Nous voulons qu'ils comprennent que nous ne sommes pas Russes, que nous n'avons jamais été Russes (quoi qu'en dise Poutine, et nous ne serons jamais Russes). J'écris ceci parce que récemment la directrice d'une organisation qui distribue l'aide humanitaire occidentale m'a montré quelque chose qu'elle a trouvé parmi les cadeaux aux enfants ukrainiens. C'était une « matriochka » (également connue sous le nom de « babouchka » sous la forme d'une poupée lestée, ou « vanka-vstanka ». C'est juste un jouet, mais c'est aussi un symbole des gens qui nous ont attaqués et veulent nous détruire. 

Nous voulons que le monde comprenne que nous n'avons pas besoin de « nous réconcilier » ou de nous asseoir à la table des négociations avec des Russes. Ne nous encouragez pas à pardonner à qui que ce soit ou à concéder quoi que ce soit. Nous voulons préserver notre État indépendant et rendre notre pays aussi paisible, prospère et heureux à l'avenir que les pays voisins de l'Europe – et nous avons parfaitement le droit de le faire. Les Russes ont d'autres plans pour nous : franchement, ils veulent que nous arrêtions d'exister. Un compromis est ici impossible.

Comprenez que si nous ne nous défendons pas et ne préservons pas un ordre mondial dans lequel les guerres d'agression sont inacceptables, les prochaines victimes seront d'autres pays, en Europe et au-delà, et il sera beaucoup plus difficile de les défendre.

Cette compréhension peut être démontrée en utilisant les mots et les interprétations justes pour décrire qui nous sommes, ce que nous faisons et ce que la Russie nous fait. C'est crucial à la fois pour le monde et pour nous. L'« opération spéciale » est en fait une guerre d'agression contre un territoire étranger, injustifiée et non provoquée (souvenez-vous de l'agneau !). Selon divers sondages, deux à trois quarts des Russes soutiennent «la guerre de Poutine», en faisant la guerre de la Russie et en rendant tous ses citoyens responsables. L'existence d'une « population russophone » dans les zones que la Russie a attaquées et en grande partie détruites ne justifie pas une agression. Il n'y a pas de « sphères d'influence » qui donnent à un pays le droit d'en attaquer un autre. Les territoires ukrainiens occupés par la Russie ne peuvent pas être qualifiés de Russes, et le gouvernement d'occupation nommé sur ces territoires ne peut pas être qualifié d'«administration pro-russe». Les « Républiques populaires » ne sont ni du peuple ni des républiques ; c'est un régime d'occupation soutenu par des armes russes. Le «référendum» organisé par les autorités d'occupation russes dans les territoires occupés, avec son issue prédéterminée, n'a rien à voir avec la véritable expression de la volonté d'un peuple. Je pourrais continuer.

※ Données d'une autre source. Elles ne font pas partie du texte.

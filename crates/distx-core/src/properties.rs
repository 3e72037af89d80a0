//! # Distribution Properties
//!
//! Every physical plan node *delivers* a [`Distribution`] describing how its output
//! rows are spread over the backends, and operators *require* a
//! [`DistributionRequirement`] from their inputs. When a child's distribution does
//! not satisfy the requirement, an Exchange is inserted as an enforcer (see
//! [`crate::rule::OptContext::enforce`]).
//!
//! ## Satisfaction Rules
//!
//! - Aggregations accept any hash distribution on a non-empty **subset** of their
//!   grouping keys: equal groups are then already on the same backend.
//! - Shuffle joins and set operations require an **exact** hash distribution on
//!   their keys, because both inputs must use the same hash function on the same
//!   key order.
//! - Bucket-shuffle requires the bucket layout of the probe side.
//!
//! ## Exchange Partitioning
//!
//! An exchange carries one of four partitioning modes, [`DataPartition`]:
//! `Unpartitioned` (gather/broadcast), `Random`, `HashPartitioned(cols)` and
//! `BucketShuffleHashPartitioned(cols)`.

use crate::expr::{ColumnId, ColumnRef, Expr, JoinType, SetOpKind};
use crate::physical::{JoinDistribution, PhysicalOp, PlanNode};
use serde::{Deserialize, Serialize};
use std::collections::HashMap;
use std::fmt;

/// Bucket layout of a storage-bucketed table.
///
/// Two sides with equal specs put equal bucket values on the same backend.
#[derive(Debug, Clone, PartialEq, Eq, Hash, Serialize, Deserialize)]
pub struct BucketSpec {
    /// Colocate group, or the table name when the table is not in a group.
    pub group: String,
    pub buckets: u32,
}

#[derive(Debug, Clone, PartialEq, Eq, Hash, Serialize, Deserialize)]
pub enum HashSource {
    /// Produced by a hash-partitioned exchange.
    Shuffle,
    /// Produced by storage bucketing (or a bucket-shuffle exchange).
    Bucket(BucketSpec),
}

#[derive(Debug, Clone, PartialEq, Eq, Hash, Serialize, Deserialize)]
pub struct HashDistribution {
    pub columns: Vec<ColumnRef>,
    pub source: HashSource,
}

impl HashDistribution {
    pub fn column_ids(&self) -> Vec<ColumnId> {
        self.columns.iter().map(|c| c.id).collect()
    }
}

/// How the output of a plan node is spread across backends.
#[derive(Debug, Clone, PartialEq, Eq, Hash, Default, Serialize, Deserialize)]
pub enum Distribution {
    /// Rows are spread without a known placement.
    #[default]
    Any,
    /// All rows are on a single backend.
    Single,
    /// Every backend holds all rows.
    Replicated,
    /// Rows are placed by a hash of `columns`.
    Hash(HashDistribution),
}

/// What a parent needs from one of its inputs.
#[derive(Debug, Clone, PartialEq, Eq, Serialize, Deserialize)]
pub enum DistributionRequirement {
    Any,
    Single,
    Replicated,
    /// Hash distribution on exactly these columns, in this order.
    ShuffleHash(Vec<ColumnRef>),
    /// Hash distribution on any non-empty subset of these columns.
    HashSubset(Vec<ColumnRef>),
    /// Hash distribution on these columns with the given bucket layout.
    BucketShuffle {
        columns: Vec<ColumnRef>,
        spec: BucketSpec,
    },
}

impl Distribution {
    pub fn satisfies(&self, required: &DistributionRequirement) -> bool {
        match required {
            DistributionRequirement::Any => true,
            DistributionRequirement::Single => *self == Distribution::Single,
            DistributionRequirement::Replicated => *self == Distribution::Replicated,
            // Both sides must use the exchange hash function, not a bucket function.
            DistributionRequirement::ShuffleHash(cols) => match self {
                Distribution::Hash(h) => {
                    h.source == HashSource::Shuffle && same_columns(&h.columns, cols)
                }
                _ => false,
            },
            DistributionRequirement::HashSubset(cols) => match self {
                Distribution::Single => true,
                Distribution::Hash(h) => {
                    !h.columns.is_empty()
                        && h.columns.iter().all(|c| cols.iter().any(|g| g.id == c.id))
                }
                _ => false,
            },
            DistributionRequirement::BucketShuffle { columns, spec } => match self {
                Distribution::Hash(HashDistribution {
                    columns: have,
                    source: HashSource::Bucket(s),
                }) => s == spec && same_columns(have, columns),
                _ => false,
            },
        }
    }

    /// The bucket layout when rows are placed by storage bucketing.
    pub fn bucket(&self) -> Option<(&[ColumnRef], &BucketSpec)> {
        match self {
            Distribution::Hash(HashDistribution {
                columns,
                source: HashSource::Bucket(spec),
            }) => Some((columns.as_slice(), spec)),
            _ => None,
        }
    }
}

fn same_columns(a: &[ColumnRef], b: &[ColumnRef]) -> bool {
    a.len() == b.len() && a.iter().zip(b).all(|(x, y)| x.id == y.id)
}

/// Exchange kinds inserted by the planners.
#[derive(Debug, Clone, PartialEq, Eq, Hash, Serialize, Deserialize)]
pub enum ExchangeKind {
    /// Collect everything on one backend.
    Gather,
    /// Send every row to every backend.
    Broadcast,
    /// Hash-partition on the columns.
    Shuffle(Vec<ColumnRef>),
    /// Hash-partition on the columns with the target table's bucket function.
    BucketShuffle(Vec<ColumnRef>, BucketSpec),
    RoundRobin,
}

impl ExchangeKind {
    /// The exchange that turns any distribution into one satisfying `required`.
    pub fn for_requirement(required: &DistributionRequirement) -> Option<Self> {
        match required {
            DistributionRequirement::Any => None,
            DistributionRequirement::Single => Some(ExchangeKind::Gather),
            DistributionRequirement::Replicated => Some(ExchangeKind::Broadcast),
            DistributionRequirement::ShuffleHash(cols) | DistributionRequirement::HashSubset(cols) => {
                if cols.is_empty() {
                    Some(ExchangeKind::Gather)
                } else {
                    Some(ExchangeKind::Shuffle(cols.clone()))
                }
            }
            DistributionRequirement::BucketShuffle { columns, spec } => {
                Some(ExchangeKind::BucketShuffle(columns.clone(), spec.clone()))
            }
        }
    }

    pub fn partition(&self) -> DataPartition {
        match self {
            ExchangeKind::Gather | ExchangeKind::Broadcast => DataPartition::Unpartitioned,
            ExchangeKind::RoundRobin => DataPartition::Random,
            ExchangeKind::Shuffle(cols) => DataPartition::HashPartitioned(cols.clone()),
            ExchangeKind::BucketShuffle(cols, _) => {
                DataPartition::BucketShuffleHashPartitioned(cols.clone())
            }
        }
    }

    /// Distribution of the exchange's output.
    pub fn delivered(&self) -> Distribution {
        match self {
            ExchangeKind::Gather => Distribution::Single,
            ExchangeKind::Broadcast => Distribution::Replicated,
            ExchangeKind::RoundRobin => Distribution::Any,
            ExchangeKind::Shuffle(cols) => Distribution::Hash(HashDistribution {
                columns: cols.clone(),
                source: HashSource::Shuffle,
            }),
            ExchangeKind::BucketShuffle(cols, spec) => Distribution::Hash(HashDistribution {
                columns: cols.clone(),
                source: HashSource::Bucket(spec.clone()),
            }),
        }
    }
}

/// Partitioning mode carried by an exchange (and by a fragment).
#[derive(Debug, Clone, PartialEq, Eq, Hash, Serialize, Deserialize)]
pub enum DataPartition {
    Unpartitioned,
    Random,
    HashPartitioned(Vec<ColumnRef>),
    BucketShuffleHashPartitioned(Vec<ColumnRef>),
}

impl fmt::Display for DataPartition {
    fn fmt(&self, f: &mut fmt::Formatter<'_>) -> fmt::Result {
        let join = |cols: &[ColumnRef]| {
            cols.iter()
                .map(|c| c.to_string())
                .collect::<Vec<_>>()
                .join(", ")
        };
        match self {
            DataPartition::Unpartitioned => write!(f, "UNPARTITIONED"),
            DataPartition::Random => write!(f, "RANDOM"),
            DataPartition::HashPartitioned(cols) => write!(f, "HASH_PARTITIONED: {}", join(cols)),
            DataPartition::BucketShuffleHashPartitioned(cols) => {
                write!(f, "BUCKET_SHUFFLE_HASH_PARTITIONED: {}", join(cols))
            }
        }
    }
}

/// Distribution delivered by a physical operator over the given children.
pub fn derive_distribution(op: &PhysicalOp, children: &[PlanNode]) -> Distribution {
    let child = |i: usize| {
        children
            .get(i)
            .map(|c| c.distribution.clone())
            .unwrap_or(Distribution::Any)
    };
    match op {
        PhysicalOp::OlapScan { bucket, .. } => bucket
            .clone()
            .map(Distribution::Hash)
            .unwrap_or(Distribution::Any),
        PhysicalOp::Filter { .. }
        | PhysicalOp::Sort { .. }
        | PhysicalOp::TopN { .. }
        | PhysicalOp::Limit { .. } => child(0),
        PhysicalOp::Project { exprs } => project_distribution(child(0), exprs),
        PhysicalOp::HashJoin {
            join_type,
            distribution,
            eq_keys,
            ..
        } => match distribution {
            JoinDistribution::Shuffle => {
                // Null-extended probe rows are no longer placed by the probe keys.
                if matches!(join_type, JoinType::Right | JoinType::Full) {
                    Distribution::Any
                } else {
                    Distribution::Hash(HashDistribution {
                        columns: eq_keys.iter().map(|(l, _)| l.clone()).collect(),
                        source: HashSource::Shuffle,
                    })
                }
            }
            _ => match (child(0), join_type) {
                (Distribution::Hash(_), JoinType::Right | JoinType::Full) => Distribution::Any,
                (d, _) => d,
            },
        },
        PhysicalOp::NestLoopJoin { .. } => child(0),
        PhysicalOp::HashAggregate { group_by, .. } => match child(0) {
            Distribution::Hash(h)
                if h.columns.iter().all(|c| group_by.iter().any(|g| g.id == c.id)) =>
            {
                Distribution::Hash(h)
            }
            Distribution::Single => Distribution::Single,
            _ => Distribution::Any,
        },
        PhysicalOp::Repeat { .. } => match child(0) {
            Distribution::Single => Distribution::Single,
            _ => Distribution::Any,
        },
        PhysicalOp::SetOperation { kind, output, .. } => match kind {
            SetOpKind::UnionAll => {
                if children.iter().all(|c| c.distribution == Distribution::Single) && !children.is_empty() {
                    Distribution::Single
                } else {
                    Distribution::Any
                }
            }
            _ => Distribution::Hash(HashDistribution {
                columns: output.clone(),
                source: HashSource::Shuffle,
            }),
        },
        PhysicalOp::Exchange { kind, .. } => kind.delivered(),
        PhysicalOp::CteConsumer { .. } => Distribution::Any,
    }
}

/// A projection keeps a hash distribution when every hash column passes through
/// unchanged; the columns are renamed to the projection's outputs.
fn project_distribution(input: Distribution, exprs: &[(ColumnRef, Expr)]) -> Distribution {
    let Distribution::Hash(h) = input else {
        return input;
    };
    let passthrough: HashMap<ColumnId, &ColumnRef> = exprs
        .iter()
        .filter_map(|(out, e)| match e {
            Expr::Column(c) => Some((c.id, out)),
            _ => None,
        })
        .collect();
    let mapped: Option<Vec<ColumnRef>> = h
        .columns
        .iter()
        .map(|c| passthrough.get(&c.id).map(|o| (*o).clone()))
        .collect();
    match mapped {
        Some(columns) => Distribution::Hash(HashDistribution {
            columns,
            source: h.source,
        }),
        None => Distribution::Any,
    }
}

Les mensonges russes – dans les médias imprégnés de propagande, les déclarations diplomatiques et les commentaires «d'experts» des amis occidentaux de Poutine – sont une tentative de déformer la réalité, de bouleverser les valeurs et de faire croire au monde que l'Ukraine peut être abandonnée. Utiliser des mots corrects rappelle au monde que nous, les Ukrainiens, n'avons rien à abandonner : si nous le faisons, nous cesserons tout simplement d'exister. Pour l'instant, il n'y a que nous.